A sermon on Matthew 22: 34-46 by Nathan Nettleton
Many of the things that churches disagree and fight with one another over come back, sooner or later, to a debate about how we are supposed to interpret the Bible. Nearly all churches regard the Bible as crucial in seeking to understand who God is and how we can follow God’s ways, but agreeing that it is important is not the same as agreeing on how it is to be read and interpreted. In a whole range of debates, both sides are appealing to the Bible to prove their position. Whether we are debating the merits of women in church leadership, or same-sex marriage, or the ethics of war, or the rights and wrongs of global capitalism, or the summary execution of dictators and terrorist leaders, you will find both sides quoting the Bible at each other and accusing each other of selective use of scripture and questionable methods of interpretation.
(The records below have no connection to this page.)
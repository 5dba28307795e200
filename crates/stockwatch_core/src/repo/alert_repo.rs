//! Alert store contracts and SQLite implementation.
//!
//! # Responsibility
//! - Persist alert rules and their `last_sent` cooldown marker.
//! - Provide quantity-joined reads for the threshold sweep.
//!
//! # Invariants
//! - `(item_id, threshold)` is unique; duplicates surface as `Conflict`.
//! - Rules are never deleted implicitly; only `delete_alert` removes one.
//! - `set_last_sent` applies to the whole id batch in one transaction.

use crate::db::SharedConnection;
use crate::model::alert::{AlertId, AlertRule, AlertWithQuantity};
use crate::model::item::ItemId;
use crate::repo::item_repo::item_exists;
use crate::repo::{
    bool_to_int, from_epoch_ms, is_unique_violation, parse_bool, parse_uuid, to_epoch_ms,
    RepoError, RepoResult,
};
use async_trait::async_trait;
use chrono::{DateTime, Utc};
use rusqlite::{params, Connection, Row};

const ALERT_SELECT_SQL: &str = "SELECT
    alerts.uuid AS uuid,
    alerts.item_uuid AS item_uuid,
    alerts.threshold AS threshold,
    alerts.name AS name,
    alerts.is_active AS is_active,
    alerts.last_sent AS last_sent
FROM alerts";

const ALERT_WITH_ITEM_SELECT_SQL: &str = "SELECT
    alerts.uuid AS uuid,
    alerts.item_uuid AS item_uuid,
    alerts.threshold AS threshold,
    alerts.name AS name,
    alerts.is_active AS is_active,
    alerts.last_sent AS last_sent,
    items.name AS item_name,
    items.quantity AS quantity
FROM alerts
JOIN items ON items.uuid = alerts.item_uuid
WHERE alerts.is_active = 1";

/// Durable store of alert rules.
#[async_trait]
pub trait AlertStore: Send + Sync {
    /// Inserts a new rule. `NotFound` for an unknown item, `Conflict` for a
    /// duplicate `(item, threshold)`.
    async fn create_alert(&self, rule: &AlertRule) -> RepoResult<AlertId>;
    /// Replaces threshold/name/active flag of an existing rule.
    async fn update_alert(&self, rule: &AlertRule) -> RepoResult<()>;
    async fn delete_alert(&self, id: AlertId) -> RepoResult<()>;
    async fn get_alert(&self, id: AlertId) -> RepoResult<Option<AlertRule>>;
    /// All rules of one item, active or not, ordered by threshold.
    async fn list_alerts_for_item(&self, item_id: ItemId) -> RepoResult<Vec<AlertRule>>;
    /// Active rules joined with their item's current quantity.
    async fn list_active_alerts_with_item_quantity(&self) -> RepoResult<Vec<AlertWithQuantity>>;
    /// Active rules of one item joined with its current quantity.
    async fn list_active_alerts_for_item(
        &self,
        item_id: ItemId,
    ) -> RepoResult<Vec<AlertWithQuantity>>;
    /// Sets (or clears, with `None`) `last_sent` on every listed rule.
    ///
    /// Returns the number of rows changed; unknown ids are ignored.
    async fn set_last_sent(
        &self,
        ids: &[AlertId],
        at: Option<DateTime<Utc>>,
    ) -> RepoResult<usize>;
}

/// SQLite-backed alert store.
#[derive(Clone)]
pub struct SqliteAlertRepository {
    conn: SharedConnection,
}

impl SqliteAlertRepository {
    pub fn new(conn: SharedConnection) -> Self {
        Self { conn }
    }
}

#[async_trait]
impl AlertStore for SqliteAlertRepository {
    async fn create_alert(&self, rule: &AlertRule) -> RepoResult<AlertId> {
        rule.validate()?;
        let conn = self.conn.lock().await;

        if !item_exists(&conn, rule.item_id)? {
            return Err(RepoError::not_found("item", rule.item_id));
        }

        let inserted = conn.execute(
            "INSERT INTO alerts (uuid, item_uuid, threshold, name, is_active, last_sent)
             VALUES (?1, ?2, ?3, ?4, ?5, ?6);",
            params![
                rule.uuid.to_string(),
                rule.item_id.to_string(),
                rule.threshold,
                rule.name.as_deref(),
                bool_to_int(rule.is_active),
                rule.last_sent.map(to_epoch_ms),
            ],
        );
        match inserted {
            Ok(_) => Ok(rule.uuid),
            Err(err) if is_unique_violation(&err) => Err(duplicate_threshold(rule)),
            Err(err) => Err(err.into()),
        }
    }

    async fn update_alert(&self, rule: &AlertRule) -> RepoResult<()> {
        rule.validate()?;
        let conn = self.conn.lock().await;

        let updated = conn.execute(
            "UPDATE alerts
             SET
                threshold = ?2,
                name = ?3,
                is_active = ?4
             WHERE uuid = ?1;",
            params![
                rule.uuid.to_string(),
                rule.threshold,
                rule.name.as_deref(),
                bool_to_int(rule.is_active),
            ],
        );
        match updated {
            Ok(0) => Err(RepoError::not_found("alert", rule.uuid)),
            Ok(_) => Ok(()),
            Err(err) if is_unique_violation(&err) => Err(duplicate_threshold(rule)),
            Err(err) => Err(err.into()),
        }
    }

    async fn delete_alert(&self, id: AlertId) -> RepoResult<()> {
        let conn = self.conn.lock().await;
        let changed = conn.execute("DELETE FROM alerts WHERE uuid = ?1;", [id.to_string()])?;
        if changed == 0 {
            return Err(RepoError::not_found("alert", id));
        }
        Ok(())
    }

    async fn get_alert(&self, id: AlertId) -> RepoResult<Option<AlertRule>> {
        let conn = self.conn.lock().await;
        let mut stmt = conn.prepare(&format!("{ALERT_SELECT_SQL} WHERE alerts.uuid = ?1;"))?;
        let mut rows = stmt.query([id.to_string()])?;
        if let Some(row) = rows.next()? {
            return Ok(Some(parse_alert_row(row)?));
        }
        Ok(None)
    }

    async fn list_alerts_for_item(&self, item_id: ItemId) -> RepoResult<Vec<AlertRule>> {
        let conn = self.conn.lock().await;
        let mut stmt = conn.prepare(&format!(
            "{ALERT_SELECT_SQL}
             WHERE alerts.item_uuid = ?1
             ORDER BY alerts.threshold ASC, alerts.uuid ASC;"
        ))?;
        let mut rows = stmt.query([item_id.to_string()])?;
        let mut rules = Vec::new();
        while let Some(row) = rows.next()? {
            rules.push(parse_alert_row(row)?);
        }
        Ok(rules)
    }

    async fn list_active_alerts_with_item_quantity(&self) -> RepoResult<Vec<AlertWithQuantity>> {
        let conn = self.conn.lock().await;
        query_alerts_with_quantity(&conn, None)
    }

    async fn list_active_alerts_for_item(
        &self,
        item_id: ItemId,
    ) -> RepoResult<Vec<AlertWithQuantity>> {
        let conn = self.conn.lock().await;
        query_alerts_with_quantity(&conn, Some(item_id))
    }

    async fn set_last_sent(
        &self,
        ids: &[AlertId],
        at: Option<DateTime<Utc>>,
    ) -> RepoResult<usize> {
        if ids.is_empty() {
            return Ok(0);
        }

        let mut conn = self.conn.lock().await;
        let tx = conn.transaction()?;
        let mut changed = 0;
        {
            let mut stmt = tx.prepare("UPDATE alerts SET last_sent = ?2 WHERE uuid = ?1;")?;
            let at_ms = at.map(to_epoch_ms);
            for id in ids {
                changed += stmt.execute(params![id.to_string(), at_ms])?;
            }
        }
        tx.commit()?;
        Ok(changed)
    }
}

fn query_alerts_with_quantity(
    conn: &Connection,
    item_id: Option<ItemId>,
) -> RepoResult<Vec<AlertWithQuantity>> {
    let mut stmt = conn.prepare(&format!(
        "{ALERT_WITH_ITEM_SELECT_SQL}
           AND (?1 IS NULL OR alerts.item_uuid = ?1)
         ORDER BY alerts.item_uuid ASC, alerts.threshold ASC;"
    ))?;
    let mut rows = stmt.query([item_id.map(|id| id.to_string())])?;
    let mut alerts = Vec::new();
    while let Some(row) = rows.next()? {
        alerts.push(AlertWithQuantity {
            rule: parse_alert_row(row)?,
            item_name: row.get("item_name")?,
            quantity: row.get("quantity")?,
        });
    }
    Ok(alerts)
}

fn parse_alert_row(row: &Row<'_>) -> RepoResult<AlertRule> {
    let uuid_text: String = row.get("uuid")?;
    let item_text: String = row.get("item_uuid")?;
    let last_sent = match row.get::<_, Option<i64>>("last_sent")? {
        Some(value) => Some(from_epoch_ms(value, "alerts.last_sent")?),
        None => None,
    };

    let rule = AlertRule {
        uuid: parse_uuid(&uuid_text, "alerts.uuid")?,
        item_id: parse_uuid(&item_text, "alerts.item_uuid")?,
        threshold: row.get("threshold")?,
        name: row.get("name")?,
        is_active: parse_bool(row.get("is_active")?, "alerts.is_active")?,
        last_sent,
    };
    rule.validate()?;
    Ok(rule)
}

fn duplicate_threshold(rule: &AlertRule) -> RepoError {
    RepoError::Conflict(format!(
        "alert with threshold {} already exists for item {}",
        rule.threshold, rule.item_id
    ))
}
It would appear that it was much the same in Jesus’ day. There were several major branches of first century Judaism — the best known being the Pharisees, the Sadducees and the Essenes — and each of them were characterised by different approaches to the Bible. In the gospel story we heard tonight, we heard the next instalment in a series of encounters where the Pharisees and Sadducees take turns to challenge Jesus over his understandings of Biblical teachings. Last week we heard a question from the Pharisees about what the Bible taught about paying taxes. That was followed in an episode we’ve skipped this year by the Sadducees trying to tangle him up with a question about who a woman would be married to after the resurrection of the dead if she had been married seven times in this life. And then at the start of this week’s section, we were told that after Jesus had silenced them, the Pharisees lined up for another go, and again it is a question about how to interpret scripture.
You see, these things really matter. People sometimes say that you can get the Bible to say anything you want, and there is a fair amount of truth to that. And what you get it to say will be bound up with what you think God is like and what you think we are like and what you think life is all about. It is not a simple one-way relationship. You don’t simply interpret the Bible and form your opinions about God accordingly. It is more cyclic than that. What you think God is like will equally shape the way you read the Bible. Whether we like to admit it or not, the things that most readily grab our attention when we read the Bible are the things that affirm the way we already think, and the things that might challenge our beliefs we easily pass over or put aside as things we don’t really understand yet. Most of us are not quite as honest as the person — I think it was Mark Twain — who said, “It is not so much the things I don’t understand in the Bible that disturb me, it’s the things I do.”
As much as we might wish otherwise, our cherished beliefs often carry more weight in our minds than what we encounter in the Bible, but either way, the two are clearly bound up together. And this really matters, because the ways we think about God and the nature of life do not only affect the way we read the Bible, but they also affect the ways we relate to God and the ways we behave and treat ourselves and one another. Those who see God as eager to cast sinners into a fiery hell will relate to God and other people differently from those who think God will stop at nothing to forgive and redeem every last person on the planet. Those who think that the Bible is a book of rules and regulations and that God will not accept those who do not live in meticulous obedience to them will behave and relate differently from those who think of the Bible as a love letter from God containing an invitation to freedom from the law. So whether the beliefs come first or the Biblical interpretation comes first, the two tend to reinforce one another, and if we’ve got them all messed up, then even Jesus is going to have a hard time getting through to us to change us.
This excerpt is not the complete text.